Caution was also urged over the results as tests were not standardised with different researchers using different filters.

"To say one source of water has 1,000 microparticles a litre and another has only one, could simply be dependent on the filter size used,” said Dr Gordon.

And the WHO called for further research to assess the potential risks as studies into plastic contamination are in their infancy. "We urgently need to know more," the WHO said.

Microplastics are defined as less than 5mm in length, and have been found in lakes, rivers and drinking water supplies. Most find their way there as a result of treatment and distribution systems, the study found. Dr Gordon said much work should be directed towards ensuring the availability of clean drinking water for all as bacteria found in some water supplies can cause typhoid and cholera. "Two billion people drink water that is faecally contaminated.
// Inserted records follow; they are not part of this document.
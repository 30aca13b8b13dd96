use std::any::{type_name, Any, TypeId};
use std::collections::HashMap;
use std::fmt;
use std::marker::PhantomData;
use std::sync::Arc;

use bytes::BytesMut;

use crate::error::{Result, WireError};
use crate::primitive::Primitive;
use crate::source::ByteSource;

/// Read/write logic for a field type that is not a primitive.
///
/// One codec is registered per value type in a [`CodecTable`]; plans look it
/// up when they are compiled, never while encoding.
pub trait CustomCodec: Send + Sync + 'static {
    type Value: Any + Send + Sync;

    fn write(&self, value: &Self::Value, dst: &mut BytesMut) -> Result<()>;

    fn read(&self, src: &mut ByteSource) -> Result<Self::Value>;
}

/// Type-erased view of a [`CustomCodec`].
pub trait ErasedCodec: Send + Sync {
    /// Name of the value type this codec handles.
    fn value_type(&self) -> &'static str;

    fn write_any(&self, value: &dyn Any, dst: &mut BytesMut) -> Result<()>;

    fn read_any(&self, src: &mut ByteSource) -> Result<Box<dyn Any + Send>>;
}

impl<C: CustomCodec> ErasedCodec for C {
    fn value_type(&self) -> &'static str {
        type_name::<C::Value>()
    }

    fn write_any(&self, value: &dyn Any, dst: &mut BytesMut) -> Result<()> {
        let value = value
            .downcast_ref::<C::Value>()
            .ok_or(WireError::TypeMismatch {
                expected: type_name::<C::Value>(),
            })?;
        self.write(value, dst)
    }

    fn read_any(&self, src: &mut ByteSource) -> Result<Box<dyn Any + Send>> {
        Ok(Box::new(self.read(src)?))
    }
}

/// Custom codecs keyed by the value type they encode.
#[derive(Clone, Default)]
pub struct CodecTable {
    codecs: HashMap<TypeId, Arc<dyn ErasedCodec>>,
}

impl CodecTable {
    pub fn new() -> Self {
        Self::default()
    }

    /// Register the codec for `C::Value`.
    ///
    /// A value type has exactly one codec: a second registration is rejected
    /// and the first one stays in place.
    pub fn register<C: CustomCodec>(&mut self, codec: C) -> Result<()> {
        let type_id = TypeId::of::<C::Value>();
        if self.codecs.contains_key(&type_id) {
            return Err(WireError::DuplicateCodec(type_name::<C::Value>()));
        }
        self.codecs.insert(type_id, Arc::new(codec));
        tracing::trace!(value_type = type_name::<C::Value>(), "registered custom codec");
        Ok(())
    }

    /// Look up the codec for a value type.
    pub fn get(&self, type_id: TypeId) -> Option<Arc<dyn ErasedCodec>> {
        self.codecs.get(&type_id).cloned()
    }

    pub fn contains<V: Any>(&self) -> bool {
        self.codecs.contains_key(&TypeId::of::<V>())
    }

    pub fn len(&self) -> usize {
        self.codecs.len()
    }

    pub fn is_empty(&self) -> bool {
        self.codecs.is_empty()
    }
}

impl fmt::Debug for CodecTable {
    fn fmt(&self, f: &mut fmt::Formatter<'_>) -> fmt::Result {
        let mut names: Vec<&str> = self.codecs.values().map(|c| c.value_type()).collect();
        names.sort_unstable();
        f.debug_struct("CodecTable").field("codecs", &names).finish()
    }
}

/// Codec for a C-like enum carried on the wire as primitive `R`.
///
/// `E` converts into `R` for writing and back through `TryFrom<R>` for
/// reading; raw values without a variant fail with
/// [`WireError::InvalidEnum`].
pub struct EnumCodec<E, R> {
    _marker: PhantomData<fn() -> (E, R)>,
}

impl<E, R> EnumCodec<E, R> {
    pub const fn new() -> Self {
        Self {
            _marker: PhantomData,
        }
    }
}

impl<E, R> Default for EnumCodec<E, R> {
    fn default() -> Self {
        Self::new()
    }
}

impl<E, R> fmt::Debug for EnumCodec<E, R> {
    fn fmt(&self, f: &mut fmt::Formatter<'_>) -> fmt::Result {
        f.debug_struct("EnumCodec")
            .field("value", &type_name::<E>())
            .field("repr", &type_name::<R>())
            .finish()
    }
}

impl<E, R> CustomCodec for EnumCodec<E, R>
where
    E: Copy + Into<R> + TryFrom<R> + Send + Sync + 'static,
    R: Primitive + Into<i64>,
{
    type Value = E;

    fn write(&self, value: &E, dst: &mut BytesMut) -> Result<()> {
        let raw: R = (*value).into();
        raw.put(dst);
        Ok(())
    }

    fn read(&self, src: &mut ByteSource) -> Result<E> {
        let raw = R::get(src)?;
        E::try_from(raw).map_err(|_| WireError::InvalidEnum {
            type_name: type_name::<E>(),
            value: raw.into(),
        })
    }
}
That causes one million deaths a year and must be the focus.”

The WHO said proper waste water treatment to remove dangerous bacteria should also remove more than 90 per cent of microplastics.

Plastic production has surged in recent years, with current usage set to double again by 2025.

Miniscule elements of polymers have been found in bottled water, thought to have been deposited by screw-on plastic caps.

The UN report’s co-author, Jennifer de France, said further research should also examine the presence of microplastics in the air and our food supplies.

"We need to know the number of particles that have been detected, the size of these particles, the shapes, as well as the chemical composition,” she said.

Microplastics have been found in snow, with airborne particles finding their way to alpine environments.

Research previously warned chemicals used in most plastic bottles could damage sperm quality.

Studies showed phthalates, also found in solvents and personal care products, can lower sperm count and alter their shape.

Scientists examined the impact of plastics on fertility of 108 young Chinese men, with results published in the international journal "science of the total environment" in 2016.

Results revealed significant concentrations of phthalates in urine samples of men aged 18 to 22, with nearly half recording values exceeding a safe threshold.

“This scientific research and development is vital,” said Dr Pankaj Shrivastav, medical director at the Conceive Fertility clinic in Dubai, about the findings.

“It is imperative that we as medical physicians take this kind of knowledge to the public and make them aware of potential environmental dangers.”